//! Lookup keys for account and certificate records.
//!
//! # Responsibility
//! - Represent each accepted lookup key as one explicit variant.
//! - Parse the loosely-shaped JSON query objects used by upstream callers.
//!
//! # Invariants
//! - A query always carries at least one usable key; there is no
//!   "match everything" query.
//! - Keys are kept in precedence order: `id`/`_id` > `accountId` > `email`
//!   > `domains`. Repositories use the strongest key that can name a record.
//! - `id`/`_id` values that are not store-assigned identifiers are ignored.
//! - Domain keys are normalized the same way stored domains are.

use super::{normalize_domains, RecordId};
use serde_json::Value;
use std::error::Error;
use std::fmt::{Display, Formatter};
use uuid::Uuid;

#[derive(Debug, Clone, PartialEq, Eq)]
pub enum QueryError {
    NotAnObject,
    /// None of `id`, `_id`, `accountId`, `email`, `domains` carried a value.
    NoRecognizedKey,
    InvalidKey {
        key: &'static str,
        reason: String,
    },
    EmptyDomains,
}

impl Display for QueryError {
    fn fmt(&self, f: &mut Formatter<'_>) -> std::fmt::Result {
        match self {
            Self::NotAnObject => write!(f, "query must be a JSON object"),
            Self::NoRecognizedKey => write!(
                f,
                "query needs one of `id`, `accountId`, `email` or `domains`"
            ),
            Self::InvalidKey { key, reason } => write!(f, "invalid `{key}` in query: {reason}"),
            Self::EmptyDomains => write!(f, "`domains` query lists no usable domain"),
        }
    }
}

impl Error for QueryError {}

/// One lookup key.
#[derive(Debug, Clone, PartialEq, Eq)]
pub enum QueryKey {
    /// Store-assigned identifier.
    Id(RecordId),
    /// Owning account. For account records this is the record's own id.
    AccountId(String),
    Email(String),
    /// Any record whose domain set contains one of these names.
    Domains(Vec<String>),
}

impl QueryKey {
    /// Stored field name the key matches; never includes the key value.
    pub fn name(&self) -> &'static str {
        match self {
            Self::Id(_) => "id",
            Self::AccountId(_) => "accountId",
            Self::Email(_) => "email",
            Self::Domains(_) => "domains",
        }
    }

    /// The key as a stored field value.
    pub fn to_value(&self) -> Value {
        match self {
            Self::Id(id) => Value::String(id.to_string()),
            Self::AccountId(value) | Self::Email(value) => Value::String(value.clone()),
            Self::Domains(domains) => {
                Value::Array(domains.iter().cloned().map(Value::String).collect())
            }
        }
    }
}

/// Record lookup: a primary key plus weaker keys from the same request.
#[derive(Debug, Clone, PartialEq, Eq)]
pub struct RecordQuery {
    primary: QueryKey,
    fallbacks: Vec<QueryKey>,
}

impl RecordQuery {
    pub fn by_id(id: RecordId) -> Self {
        Self::from(QueryKey::Id(id))
    }

    pub fn by_account_id(account_id: impl AsRef<str>) -> Result<Self, QueryError> {
        let trimmed = account_id.as_ref().trim();
        if trimmed.is_empty() {
            return Err(QueryError::InvalidKey {
                key: "accountId",
                reason: "value is blank".to_string(),
            });
        }
        Ok(Self::from(QueryKey::AccountId(trimmed.to_string())))
    }

    pub fn by_email(email: impl AsRef<str>) -> Result<Self, QueryError> {
        let trimmed = email.as_ref().trim();
        if trimmed.is_empty() {
            return Err(QueryError::InvalidKey {
                key: "email",
                reason: "value is blank".to_string(),
            });
        }
        Ok(Self::from(QueryKey::Email(trimmed.to_string())))
    }

    pub fn by_domains<S: AsRef<str>>(domains: &[S]) -> Result<Self, QueryError> {
        let normalized = normalize_domains(domains);
        if normalized.is_empty() {
            return Err(QueryError::EmptyDomains);
        }
        Ok(Self::from(QueryKey::Domains(normalized)))
    }

    /// Adds a weaker key. Keys of a kind already present are ignored.
    pub fn or(mut self, key: QueryKey) -> Self {
        if self.keys().all(|existing| existing.name() != key.name()) {
            self.fallbacks.push(key);
        }
        self
    }

    /// Parses an upstream query object such as `{"email": "a@x.com"}` or
    /// `{"domains": ["example.com"], "email": "a@x.com"}`. Blank values count
    /// as absent.
    pub fn from_json(query: &Value) -> Result<Self, QueryError> {
        let object = query.as_object().ok_or(QueryError::NotAnObject)?;
        let mut keys = Vec::new();

        for key in ["id", "_id"] {
            if let Some(raw) = non_blank_str(object.get(key), "id")? {
                if let Ok(id) = Uuid::parse_str(raw) {
                    keys.push(QueryKey::Id(id));
                    break;
                }
            }
        }

        if let Some(raw) = non_blank_str(object.get("accountId"), "accountId")? {
            keys.push(QueryKey::AccountId(raw.to_string()));
        }

        if let Some(raw) = non_blank_str(object.get("email"), "email")? {
            keys.push(QueryKey::Email(raw.to_string()));
        }

        let domains = domains_value(object.get("domains"))?;
        if let Some(domains) = &domains {
            if !domains.is_empty() {
                keys.push(QueryKey::Domains(domains.clone()));
            }
        }

        let mut keys = keys.into_iter();
        match keys.next() {
            Some(primary) => Ok(Self {
                primary,
                fallbacks: keys.collect(),
            }),
            None if domains.is_some() => Err(QueryError::EmptyDomains),
            None => Err(QueryError::NoRecognizedKey),
        }
    }

    pub fn primary(&self) -> &QueryKey {
        &self.primary
    }

    /// Weaker keys, strongest first.
    pub fn fallbacks(&self) -> &[QueryKey] {
        &self.fallbacks
    }

    /// Every key, strongest first.
    pub fn keys(&self) -> impl Iterator<Item = &QueryKey> {
        std::iter::once(&self.primary).chain(self.fallbacks.iter())
    }

    /// Primary key name for diagnostics.
    pub fn key_name(&self) -> &'static str {
        self.primary.name()
    }
}

impl From<QueryKey> for RecordQuery {
    fn from(primary: QueryKey) -> Self {
        Self {
            primary,
            fallbacks: Vec::new(),
        }
    }
}

fn non_blank_str<'a>(
    value: Option<&'a Value>,
    key: &'static str,
) -> Result<Option<&'a str>, QueryError> {
    match value {
        None | Some(Value::Null) => Ok(None),
        Some(Value::String(text)) if text.trim().is_empty() => Ok(None),
        Some(Value::String(text)) => Ok(Some(text.trim())),
        Some(other) => Err(QueryError::InvalidKey {
            key,
            reason: format!("expected string, got {other}"),
        }),
    }
}

/// Normalized `domains` entries; `None` when the key is absent.
fn domains_value(value: Option<&Value>) -> Result<Option<Vec<String>>, QueryError> {
    match value {
        None | Some(Value::Null) => Ok(None),
        Some(Value::String(single)) => Ok(Some(normalize_domains(&[single.as_str()]))),
        Some(Value::Array(items)) => {
            let mut domains = Vec::with_capacity(items.len());
            for item in items {
                let domain = item.as_str().ok_or_else(|| QueryError::InvalidKey {
                    key: "domains",
                    reason: format!("expected string entries, got {item}"),
                })?;
                domains.push(domain);
            }
            Ok(Some(normalize_domains(&domains)))
        }
        Some(other) => Err(QueryError::InvalidKey {
            key: "domains",
            reason: format!("expected string or array, got {other}"),
        }),
    }
}

#[cfg(test)]
mod tests {
    use super::{QueryError, QueryKey, RecordQuery};
    use serde_json::json;
    use uuid::Uuid;

    #[test]
    fn keys_are_ordered_by_precedence() {
        let id = Uuid::new_v4();
        let query = RecordQuery::from_json(&json!({
            "domains": ["example.com"],
            "email": "a@x.com",
            "_id": id.to_string(),
        }))
        .unwrap();
        assert_eq!(query.primary(), &QueryKey::Id(id));
        assert_eq!(
            query.fallbacks(),
            &[
                QueryKey::Email("a@x.com".to_string()),
                QueryKey::Domains(vec!["example.com".to_string()]),
            ]
        );

        let query =
            RecordQuery::from_json(&json!({ "accountId": "acct-1", "email": " a@x.com " })).unwrap();
        assert_eq!(query.primary(), &QueryKey::AccountId("acct-1".to_string()));
        assert_eq!(query.fallbacks(), &[QueryKey::Email("a@x.com".to_string())]);
    }

    #[test]
    fn caller_made_up_ids_are_ignored() {
        let query = RecordQuery::from_json(&json!({
            "accountId": "_account_id",
            "id": "__account_id",
            "email": "john.doe@gmail.com",
        }))
        .unwrap();
        assert_eq!(
            query.keys().map(QueryKey::name).collect::<Vec<_>>(),
            vec!["accountId", "email"]
        );

        assert_eq!(
            RecordQuery::from_json(&json!({ "id": "not-a-uuid" })),
            Err(QueryError::NoRecognizedKey)
        );
    }

    #[test]
    fn domains_accept_string_or_array_and_are_normalized() {
        let query = RecordQuery::from_json(&json!({ "domains": "WWW.Example.com" })).unwrap();
        assert_eq!(
            query,
            RecordQuery::by_domains(&["www.example.com"]).unwrap()
        );

        let query =
            RecordQuery::from_json(&json!({ "domains": ["B.com", "a.com", "b.com"] })).unwrap();
        assert_eq!(
            query.primary(),
            &QueryKey::Domains(vec!["b.com".to_string(), "a.com".to_string()])
        );
    }

    #[test]
    fn queries_without_a_usable_key_are_rejected() {
        assert_eq!(
            RecordQuery::from_json(&json!({})),
            Err(QueryError::NoRecognizedKey)
        );
        assert_eq!(
            RecordQuery::from_json(&json!({ "email": "  ", "agreeTos": true })),
            Err(QueryError::NoRecognizedKey)
        );
        assert_eq!(
            RecordQuery::from_json(&json!({ "domains": [] })),
            Err(QueryError::EmptyDomains)
        );
        assert_eq!(
            RecordQuery::from_json(&json!(["email"])),
            Err(QueryError::NotAnObject)
        );
    }

    #[test]
    fn malformed_values_are_reported_with_their_key() {
        let err = RecordQuery::from_json(&json!({ "id": 7 })).unwrap_err();
        assert!(matches!(err, QueryError::InvalidKey { key: "id", .. }));

        let err = RecordQuery::from_json(&json!({ "email": 42 })).unwrap_err();
        assert!(matches!(err, QueryError::InvalidKey { key: "email", .. }));

        let err = RecordQuery::from_json(&json!({ "domains": [1, 2] })).unwrap_err();
        assert!(matches!(err, QueryError::InvalidKey { key: "domains", .. }));
    }

    #[test]
    fn or_keeps_one_key_per_kind() {
        let query = RecordQuery::by_email("a@x.com")
            .unwrap()
            .or(QueryKey::Email("b@x.com".to_string()))
            .or(QueryKey::AccountId("acct-1".to_string()));
        assert_eq!(
            query.fallbacks(),
            &[QueryKey::AccountId("acct-1".to_string())]
        );
    }
}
........
### Description of the task
Among the lines above, repeat exactly those from the line with "pub fn by_account_id(account_id: impl" to the line with "pub fn by_domains<S: AsRef<str>>(domains: &[S])", counting both ends.

### Task answer
    pub fn by_account_id(account_id: impl AsRef<str>) -> Result<Self, QueryError> {
        let trimmed = account_id.as_ref().trim();
        if trimmed.is_empty() {
            return Err(QueryError::InvalidKey {
                key: "accountId",
                reason: "value is blank".to_string(),
            });
        }
        Ok(Self::from(QueryKey::AccountId(trimmed.to_string())))
    }

    pub fn by_email(email: impl AsRef<str>) -> Result<Self, QueryError> {
        let trimmed = email.as_ref().trim();
        if trimmed.is_empty() {
            return Err(QueryError::InvalidKey {
                key: "email",
                reason: "value is blank".to_string(),
            });
        }
        Ok(Self::from(QueryKey::Email(trimmed.to_string())))
    }

    pub fn by_domains<S: AsRef<str>>(domains: &[S]) -> Result<Self, QueryError> {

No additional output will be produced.